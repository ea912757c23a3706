//! Deterministic simulation harness for the tether protocol stack.
//!
//! Everything here exists so the engine in `tether-core` can be driven end
//! to end without sockets, system clocks, or a real TLS library:
//!
//! - [`SimSsl`]: in-memory SSL engine with a two-record handshake and
//!   fault-injection switches
//! - [`TestWire`]: a concrete wire codec implementing the stack's hook
//!   contract, capturing all output for assertions
//! - [`TestPacket`]: the byte-buffer packet carrier
//! - [`Link`]: a client/server pair with a virtual clock and seeded chaos
//!   delivery
//!
//! The integration suites under `tests/` cover handshake, loss,
//! reordering, replay, acknowledgement bounds, failure injection, and
//! randomized chaos schedules.

#![forbid(unsafe_code)]
#![deny(missing_docs)]

pub mod link;
pub mod packet;
pub mod sim_ssl;
pub mod wire;

pub use link::{chaos_schedule, peer, Link, TestStack};
pub use packet::TestPacket;
pub use sim_ssl::{Role, SimSsl, SimSslContext};
pub use wire::TestWire;
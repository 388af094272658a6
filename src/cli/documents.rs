use std::path::Path;

use anyhow::{Context, Result, bail};
use rustyline::DefaultEditor;

use super::render::render_status;
use crate::api::{ApiClient, UploadFile};
use crate::core::AppConfig;
use crate::documents::{KnowledgeBaseAdmin, StatusKind};

fn report(admin: &KnowledgeBaseAdmin) -> Result<()> {
    match admin.status() {
        Some(status) => {
            println!("{}", render_status(&status));
            if status.kind == StatusKind::Error {
                bail!("{}", status.message);
            }
            Ok(())
        }
        None => Ok(()),
    }
}

pub async fn upload(path: &Path, config: &AppConfig) -> Result<()> {
    let file = UploadFile::from_path(path)
        .await
        .with_context(|| format!("Failed to read {}", path.display()))?;
    let admin = KnowledgeBaseAdmin::new(ApiClient::shared(config));

    println!("Uploading {}...", file.file_name);
    admin.upload(file).await;
    report(&admin)
}

/// Ask on the terminal, anything but y/yes declines.
fn confirm_on_terminal(prompt: &str) -> bool {
    let Ok(mut rl) = DefaultEditor::new() else {
        return false;
    };
    match rl.readline(&format!("{} [y/N] ", prompt)) {
        Ok(answer) => matches!(answer.trim().to_lowercase().as_str(), "y" | "yes"),
        Err(_) => false,
    }
}

pub async fn reset(yes: bool, config: &AppConfig) -> Result<()> {
    let admin = KnowledgeBaseAdmin::new(ApiClient::shared(config));

    let confirmed = admin
        .reset(|prompt| yes || confirm_on_terminal(prompt))
        .await;
    if !confirmed {
        println!("Aborted.");
        return Ok(());
    }
    report(&admin)
}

Prompt :: When a line in the material above includes "AppConfig", report that line by copying it.

Result for this exercise ::
use crate::core::AppConfig;
pub async fn upload(path: &Path, config: &AppConfig) -> Result<()> {
pub async fn reset(yes: bool, config: &AppConfig) -> Result<()> {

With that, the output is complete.